HOUSTON The suspect, Raymond Guzman, is expected to be extradited from Tennessee to Houston to face murder charges. He could face up to life in prison, and for the victim's family, it's been a long time coming.

"Every day I pray for him," said Palmira Salinas.

More than 26 years after her son was murdered, bludgeoned to death, Palmira is finally seeing justice.

She said, "Those emotions never die."

But even as police charge the person they believe committed the crime, there are questions about why it took so long.

Palmira said, "They let him loose. I don't know why."

Paul Salinas was only 11 years old when his body was found in an abandoned boxcar back in 1983. According to Paul's mother, the last person to be seen with Paul was then-20-year-old Raymond Guzman. But at the time, Guzman pointed the finger at someone else. That person was arrested, but charges were later dropped due to a lack of evidence.

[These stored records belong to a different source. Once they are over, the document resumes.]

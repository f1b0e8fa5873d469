//! Settings panel: backend URL and redirect delay.
//! Edits apply to a draft; the Apply button hands it back for validation.

use egui::{self, RichText, Vec2};
use campus_types::config::{DashboardConfig, DEFAULT_API_BASE};
use crate::theme::*;

/// What the caller should do after rendering the settings panel
pub enum SettingsAction {
    /// Nothing changed
    None,
    /// A field was edited but not applied yet
    Changed,
    /// The user clicked Apply
    ApplyClicked,
    /// The user asked for the built-in defaults
    ResetClicked,
}

/// Apply feedback passed in from the app layer
#[derive(Clone)]
pub struct ApplyFeedback {
    pub message: String,
    pub success: bool,
}

/// Render the settings panel. Returns an action for the caller to handle.
pub fn settings_panel(
    ui: &mut egui::Ui,
    draft: &mut DashboardConfig,
    feedback: Option<&ApplyFeedback>,
) -> SettingsAction {
    let mut changed = false;
    let mut apply_clicked = false;
    let mut reset_clicked = false;

    egui::Frame::default()
        .fill(BG_SECONDARY)
        .inner_margin(PANEL_PADDING)
        .corner_radius(PANEL_ROUNDING)
        .show(ui, |ui| {
            ui.heading(RichText::new("Settings").color(TEXT_PRIMARY));
            ui.separator();

            // ── Backend Section ──────────────────────────────
            ui.label(RichText::new("Backend").color(ACCENT).strong());
            ui.add_space(2.0);

            ui.label(RichText::new("API Base URL").color(TEXT_SECONDARY).small());
            if ui
                .add(egui::TextEdit::singleline(&mut draft.api_base).hint_text(DEFAULT_API_BASE))
                .changed()
            {
                changed = true;
            }

            ui.add_space(4.0);
            ui.label(
                RichText::new("Conversations, students and analytics are all fetched from this server.")
                    .color(TEXT_SECONDARY)
                    .small()
                    .italics(),
            );

            ui.add_space(12.0);
            ui.separator();
            ui.add_space(4.0);

            // ── Behaviour Section ────────────────────────────
            ui.label(RichText::new("Behaviour").color(ACCENT).strong());
            ui.add_space(2.0);

            ui.label(
                RichText::new("Return to list after adding a student (ms)")
                    .color(TEXT_SECONDARY)
                    .small(),
            );
            if ui
                .add(egui::Slider::new(&mut draft.redirect_delay_ms, 0..=5000))
                .changed()
            {
                changed = true;
            }

            // ── Apply Button ─────────────────────────────────
            ui.add_space(16.0);
            ui.separator();
            ui.add_space(8.0);

            ui.horizontal(|ui| {
                let btn = ui.add(
                    egui::Button::new(RichText::new("Apply").color(TEXT_ON_ACCENT).strong())
                        .fill(ACCENT)
                        .corner_radius(PANEL_ROUNDING)
                        .min_size(Vec2::new(100.0, 28.0)),
                );
                if btn.clicked() {
                    apply_clicked = true;
                }
                if ui.button("Defaults").clicked() {
                    reset_clicked = true;
                }
            });

            if let Some(fb) = feedback {
                let color = if fb.success { SUCCESS } else { ERROR };
                ui.label(RichText::new(&fb.message).color(color).small());
            }
        });

    if apply_clicked {
        SettingsAction::ApplyClicked
    } else if reset_clicked {
        SettingsAction::ResetClicked
    } else if changed {
        SettingsAction::Changed
    } else {
        SettingsAction::None
    }
}
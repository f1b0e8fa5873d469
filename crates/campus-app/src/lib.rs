//! Campus Dashboard: WASM entry point.
//!
//! This crate is the composition root (DI wiring layer).
//! It builds the HTTP backend adapter and hands it to the egui UI.

mod app;

use wasm_bindgen::prelude::*;
use wasm_bindgen::JsCast;

const CANVAS_ID: &str = "campus_canvas";

/// WASM entry point: called from index.html
#[wasm_bindgen(start)]
pub async fn main() {
    // Initialize logging
    wasm_logger::init(wasm_logger::Config::default());
    log::info!("Campus dashboard starting...");

    let web_options = eframe::WebOptions::default();

    let canvas = gloo_utils::document()
        .get_element_by_id(CANVAS_ID)
        .expect("No canvas element with id 'campus_canvas'")
        .dyn_into::<web_sys::HtmlCanvasElement>()
        .expect("Element is not a canvas");

    wasm_bindgen_futures::spawn_local(async move {
        eframe::WebRunner::new()
            .start(
                canvas,
                web_options,
                Box::new(|cc| Ok(Box::new(app::DashboardApp::new(cc)))),
            )
            .await
            .expect("Failed to start eframe");
    });
}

"I knew in my heart that boy did not kill my son," Palmira said.

Fast forward five years, Guzman, now in jail, confesses to the murder, telling an HPD officer what he claims happened.

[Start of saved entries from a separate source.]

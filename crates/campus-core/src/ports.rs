//! Port traits: the hexagonal architecture boundary.
//!
//! These traits are defined here in `campus-core` (pure Rust).
//! The HTTP implementation lives in `campus-platform`.
//! The core never imports platform code; it only depends on these traits.

use async_trait::async_trait;
use campus_types::{
    Result,
    analytics::AnalyticsReport,
    api::{ChatReply, ChatRequest, ConversationHistory},
    conversation::ConversationId,
    student::{NewStudent, Student, StudentId},
};

// ─── Chat Backend Port ───────────────────────────────────────

#[async_trait(?Send)]
pub trait ChatBackendPort {
    /// All conversation identifiers known to the backend, in backend order
    async fn list_conversations(&self) -> Result<Vec<ConversationId>>;

    /// Full stored history of one conversation
    async fn fetch_conversation(&self, id: &ConversationId) -> Result<ConversationHistory>;

    /// Send one user message; the backend assigns an id when none is given
    async fn send_message(&self, req: ChatRequest) -> Result<ChatReply>;
}

// ─── Student Service Port ────────────────────────────────────

#[async_trait(?Send)]
pub trait StudentServicePort {
    async fn list_students(&self) -> Result<Vec<Student>>;

    async fn create_student(&self, student: NewStudent) -> Result<Student>;

    async fn delete_student(&self, id: &StudentId) -> Result<()>;
}

// ─── Analytics Port ──────────────────────────────────────────

#[async_trait(?Send)]
pub trait AnalyticsPort {
    async fn fetch_analytics(&self) -> Result<AnalyticsReport>;
}
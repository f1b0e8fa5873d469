//! Dashboard colors and spacing. Light surfaces with a violet accent.

use egui::{Color32, CornerRadius, Stroke, Vec2};

pub const BG_PRIMARY: Color32 = Color32::from_rgb(248, 250, 252);
pub const BG_SECONDARY: Color32 = Color32::from_rgb(255, 255, 255);
pub const BG_SURFACE: Color32 = Color32::from_rgb(241, 245, 249);
pub const BG_SIDEBAR: Color32 = Color32::from_rgb(30, 27, 75);
pub const TEXT_PRIMARY: Color32 = Color32::from_rgb(15, 23, 42);
pub const TEXT_SECONDARY: Color32 = Color32::from_rgb(100, 116, 139);
pub const TEXT_ON_ACCENT: Color32 = Color32::WHITE;
pub const ACCENT: Color32 = Color32::from_rgb(0x8B, 0x5C, 0xF6);
pub const SUCCESS: Color32 = Color32::from_rgb(0x10, 0xB9, 0x81);
pub const ERROR: Color32 = Color32::from_rgb(0xEF, 0x44, 0x44);
pub const WARNING: Color32 = Color32::from_rgb(0xF5, 0x9E, 0x0B);
pub const ERROR_BG: Color32 = Color32::from_rgb(254, 226, 226);
pub const BORDER: Color32 = Color32::from_rgb(226, 232, 240);

pub const PANEL_ROUNDING: CornerRadius = CornerRadius::same(8);
pub const PANEL_PADDING: Vec2 = Vec2::new(14.0, 10.0);

/// Palette entries from campus-core are plain RGB triples
pub fn rgb(color: [u8; 3]) -> Color32 {
    Color32::from_rgb(color[0], color[1], color[2])
}

pub fn apply_theme(ctx: &egui::Context) {
    let mut visuals = egui::Visuals::light();

    visuals.panel_fill = BG_PRIMARY;
    visuals.window_fill = BG_SECONDARY;
    visuals.faint_bg_color = BG_SURFACE;
    visuals.window_stroke = Stroke::new(1.0, BORDER);

    visuals.widgets.noninteractive.bg_stroke = Stroke::new(1.0, BORDER);
    visuals.widgets.inactive.bg_fill = BG_SURFACE;
    visuals.widgets.inactive.weak_bg_fill = BG_SURFACE;
    visuals.widgets.hovered.bg_fill = BORDER;
    visuals.widgets.active.bg_fill = ACCENT;
    visuals.widgets.active.fg_stroke = Stroke::new(1.0, TEXT_ON_ACCENT);

    visuals.selection.bg_fill = ACCENT.linear_multiply(0.25);
    visuals.selection.stroke = Stroke::new(1.0, ACCENT);
    visuals.hyperlink_color = ACCENT;

    ctx.set_visuals(visuals);
    ctx.style_mut(|style| style.spacing.item_spacing = Vec2::new(8.0, 6.0));
}
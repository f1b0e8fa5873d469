//! Event bus carrying backend completions to the UI.
//!
//! Single-threaded (WASM) with interior mutability. Every event is stamped
//! with the backend generation that was current when its request started.
//! Switching backends advances the generation, and `drain` drops anything
//! stamped with an older one, so a reply from the previous server never
//! reaches the new session.

use std::cell::{Cell, RefCell};
use std::collections::VecDeque;
use std::rc::Rc;

use campus_types::event::DashboardEvent;

#[derive(Debug)]
struct Stamped {
    generation: u64,
    event: DashboardEvent,
}

/// Shared event bus. Clones share one queue and one generation counter.
#[derive(Clone)]
pub struct EventBus {
    queue: Rc<RefCell<VecDeque<Stamped>>>,
    generation: Rc<Cell<u64>>,
}

/// Emitting half handed to a spawned request. Remembers the generation it
/// was created under.
#[derive(Clone)]
pub struct EventSender {
    queue: Rc<RefCell<VecDeque<Stamped>>>,
    generation: u64,
}

impl EventSender {
    pub fn generation(&self) -> u64 {
        self.generation
    }

    pub fn emit(&self, event: DashboardEvent) {
        self.queue.borrow_mut().push_back(Stamped {
            generation: self.generation,
            event,
        });
    }
}

impl EventBus {
    pub fn new() -> Self {
        Self {
            queue: Rc::new(RefCell::new(VecDeque::new())),
            generation: Rc::new(Cell::new(0)),
        }
    }

    pub fn generation(&self) -> u64 {
        self.generation.get()
    }

    /// Take a sender stamped with the current generation. Grab it before
    /// the request starts, not when it completes.
    pub fn sender(&self) -> EventSender {
        EventSender {
            queue: self.queue.clone(),
            generation: self.generation.get(),
        }
    }

    /// Publish under the current generation.
    pub fn emit(&self, event: DashboardEvent) {
        self.sender().emit(event);
    }

    /// Start a new generation. Events from earlier senders are discarded on
    /// the next drain.
    pub fn advance_generation(&self) -> u64 {
        let next = self.generation.get() + 1;
        self.generation.set(next);
        log::info!("Event bus now at generation {}", next);
        next
    }

    /// Drain all current-generation events, oldest first.
    pub fn drain(&self) -> Vec<DashboardEvent> {
        let current = self.generation.get();
        let mut events = Vec::new();
        for stamped in self.queue.borrow_mut().drain(..) {
            if stamped.generation == current {
                events.push(stamped.event);
            } else {
                log::debug!(
                    "Dropping {} from generation {} (now {})",
                    event_name(&stamped.event),
                    stamped.generation,
                    current
                );
            }
        }
        events
    }

    /// Queued events, stale ones included
    pub fn has_pending(&self) -> bool {
        !self.queue.borrow().is_empty()
    }
}

impl Default for EventBus {
    fn default() -> Self {
        Self::new()
    }
}

fn event_name(event: &DashboardEvent) -> &'static str {
    match event {
        DashboardEvent::ConversationsLoaded(_) => "ConversationsLoaded",
        DashboardEvent::HistoryLoaded { .. } => "HistoryLoaded",
        DashboardEvent::ReplyReceived { .. } => "ReplyReceived",
        DashboardEvent::StudentsLoaded(_) => "StudentsLoaded",
        DashboardEvent::StudentCreated(_) => "StudentCreated",
        DashboardEvent::StudentDeleted { .. } => "StudentDeleted",
        DashboardEvent::AnalyticsLoaded(_) => "AnalyticsLoaded",
        DashboardEvent::Navigate(_) => "Navigate",
    }
}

"He mentioned that there was some kind of verbal exchange, some kind of verbal argument that occurred between him and the 11-year-old," recalled HPD Lt. Richard Kleczynski. "That led him to kind of lose it and commit the murder."

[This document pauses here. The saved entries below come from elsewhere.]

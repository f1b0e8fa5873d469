//! UI-level state that drives rendering.
//!
//! Wraps the core models (session controller, roster, analytics view, form)
//! and turns user actions and drained bus events into [`UiCommand`]s. The
//! app layer runs each command on the browser executor and emits the result
//! back onto the EventBus.

use campus_core::analytics::AnalyticsView;
use campus_core::session::{OutgoingMessage, SendState, SessionController};
use campus_core::students::StudentRoster;
use campus_core::validation::StudentForm;
use campus_types::config::DashboardConfig;
use campus_types::conversation::ConversationId;
use campus_types::event::{DashboardEvent, Route};
use campus_types::student::{NewStudent, StudentId};

/// Work the app layer must start on behalf of the UI
#[derive(Debug, Clone, PartialEq)]
pub enum UiCommand {
    LoadConversations,
    FetchHistory(ConversationId),
    SendMessage(OutgoingMessage),
    LoadStudents,
    CreateStudent(NewStudent),
    DeleteStudent(StudentId),
    LoadAnalytics,
    /// Emit `DashboardEvent::Navigate(route)` after `delay_ms`
    NavigateLater { route: Route, delay_ms: u32 },
}

#[derive(Debug, Clone, Copy, PartialEq, Eq)]
pub enum NoticeLevel {
    Info,
    Error,
}

/// A toast shown until dismissed
#[derive(Debug, Clone, PartialEq, Eq)]
pub struct Notification {
    pub level: NoticeLevel,
    pub title: String,
    pub message: String,
}

/// State visible to UI panels
pub struct UiState {
    pub route: Route,
    pub session: SessionController,
    pub roster: StudentRoster,
    pub analytics: AnalyticsView,
    pub student_form: StudentForm,
    /// Set while a create-student request is outstanding
    pub submitting: bool,
    pub notifications: Vec<Notification>,
    pub show_settings: bool,
    pub redirect_delay_ms: u32,
}

impl UiState {
    pub fn new(config: &DashboardConfig) -> Self {
        Self {
            route: Route::default(),
            session: SessionController::new(),
            roster: StudentRoster::new(),
            analytics: AnalyticsView::new(),
            student_form: StudentForm::default(),
            submitting: false,
            notifications: Vec::new(),
            show_settings: false,
            redirect_delay_ms: config.redirect_delay_ms,
        }
    }

    /// Commands to run once the app is mounted.
    pub fn startup(&mut self) -> Vec<UiCommand> {
        self.session.begin_directory_load();
        vec![UiCommand::LoadConversations]
    }

    /// Forget the chat session after the backend changed and reload
    /// whatever the current page shows. The app layer must also stop
    /// delivering events from requests issued before the switch.
    pub fn switch_backend(&mut self) -> Vec<UiCommand> {
        self.session.reset();
        // A create still in flight will never report back.
        self.submitting = false;
        let mut commands = self.startup();
        commands.extend(self.navigate(self.route));
        commands
    }

    pub fn status_text(&self) -> String {
        match self.session.state() {
            SendState::Idle if self.session.is_loading_directory() => {
                "Loading conversations...".to_string()
            }
            SendState::Idle => "Ready".to_string(),
            SendState::Sending | SendState::Reconciling => {
                format!("Waiting for {} reply(s)...", self.session.in_flight())
            }
        }
    }

    pub fn is_busy(&self) -> bool {
        self.session.state() != SendState::Idle
    }

    // ─── Navigation ──────────────────────────────────────────

    /// Switch pages. The students and analytics pages refetch on entry.
    pub fn navigate(&mut self, route: Route) -> Vec<UiCommand> {
        log::debug!("Navigating to {:?}", route);
        self.route = route;
        match route {
            Route::Chat => Vec::new(),
            Route::Students => {
                self.roster.begin_load();
                vec![UiCommand::LoadStudents]
            }
            Route::Analytics => {
                self.analytics.begin_load();
                vec![UiCommand::LoadAnalytics]
            }
            Route::AddStudent => {
                if !self.submitting {
                    self.student_form.clear();
                }
                Vec::new()
            }
        }
    }

    // ─── Chat ────────────────────────────────────────────────

    pub fn select_conversation(&mut self, id: ConversationId) -> Vec<UiCommand> {
        self.session
            .select_conversation(id)
            .map(UiCommand::FetchHistory)
            .into_iter()
            .collect()
    }

    pub fn new_conversation(&mut self) -> ConversationId {
        self.session.create_conversation()
    }

    /// Send the compose input, if it holds anything.
    pub fn submit_message(&mut self) -> Vec<UiCommand> {
        self.session
            .submit()
            .map(UiCommand::SendMessage)
            .into_iter()
            .collect()
    }

    // ─── Students ────────────────────────────────────────────

    /// Validate the add-student form. Only a valid form produces a request.
    pub fn submit_student_form(&mut self) -> Vec<UiCommand> {
        if self.submitting {
            return Vec::new();
        }
        match self.student_form.validate() {
            Ok(student) => {
                self.submitting = true;
                vec![UiCommand::CreateStudent(student)]
            }
            Err(e) => {
                log::debug!("Add-student form rejected: {}", e);
                self.notify(NoticeLevel::Error, "Error", e.to_string());
                Vec::new()
            }
        }
    }

    pub fn delete_student(&mut self, id: StudentId) -> Vec<UiCommand> {
        vec![UiCommand::DeleteStudent(id)]
    }

    // ─── Notifications ───────────────────────────────────────

    pub fn notify(&mut self, level: NoticeLevel, title: &str, message: impl Into<String>) {
        self.notifications.push(Notification {
            level,
            title: title.to_string(),
            message: message.into(),
        });
    }

    pub fn dismiss(&mut self, index: usize) {
        if index < self.notifications.len() {
            self.notifications.remove(index);
        }
    }

    // ─── Events ──────────────────────────────────────────────

    /// Apply drained EventBus events in order. Returns follow-up commands.
    pub fn process_events(&mut self, events: Vec<DashboardEvent>) -> Vec<UiCommand> {
        let mut commands = Vec::new();
        for event in events {
            match event {
                DashboardEvent::ConversationsLoaded(result) => {
                    if let Some(id) = self.session.apply_directory(result) {
                        commands.push(UiCommand::FetchHistory(id));
                    }
                }
                DashboardEvent::HistoryLoaded {
                    conversation_id,
                    result,
                } => {
                    self.session.apply_history(&conversation_id, result);
                }
                DashboardEvent::ReplyReceived { ticket, result } => {
                    let outcome = self.session.complete_send(ticket, result);
                    log::debug!("Send {:?} settled: {:?}", ticket, outcome);
                }
                DashboardEvent::StudentsLoaded(result) => {
                    self.roster.apply_loaded(result);
                }
                DashboardEvent::StudentCreated(result) => {
                    self.submitting = false;
                    match result {
                        Ok(student) => {
                            self.notify(
                                NoticeLevel::Info,
                                "Student Added Successfully!",
                                format!(
                                    "Student {} has been added with ID {}.",
                                    student.name, student.id
                                ),
                            );
                            self.student_form.clear();
                            commands.push(UiCommand::NavigateLater {
                                route: Route::Students,
                                delay_ms: self.redirect_delay_ms,
                            });
                        }
                        Err(e) => {
                            log::error!("Failed to add student: {}", e);
                            self.notify(
                                NoticeLevel::Error,
                                "Error",
                                "Failed to add student. Please try again.",
                            );
                        }
                    }
                }
                DashboardEvent::StudentDeleted { id, result } => {
                    if self.roster.apply_deleted(&id, result).is_err() {
                        self.notify(
                            NoticeLevel::Error,
                            "Error",
                            format!("Failed to delete student {}.", id),
                        );
                    }
                }
                DashboardEvent::AnalyticsLoaded(result) => {
                    self.analytics.apply_loaded(result);
                }
                DashboardEvent::Navigate(route) => {
                    commands.extend(self.navigate(route));
                }
            }
        }
        commands
    }
}

impl Default for UiState {
    fn default() -> Self {
        Self::new(&DashboardConfig::default())
    }
}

But for some reason Guzman was never charged and in the years after the confession, he was arrested three more times. It wasn't until a new set of eyes working with HPD's cold case squad re-examined the case. They sought a new confession and got one just last month.

Lt. Kleczynski said, "There are some missing pieces that we have right now. We're looking into that aspect of it."

Those answers, Salinas' family says, will help them understand -- grateful that finally, someone is behind bars.

Paul's sister Mary Salinas said, "It's something that it's time to close, so we can have a little closure."

As for that previous alleged confession, HPD is still investigating. They say they may run into difficulties doing so because many of the officers from 1983 have retired or died.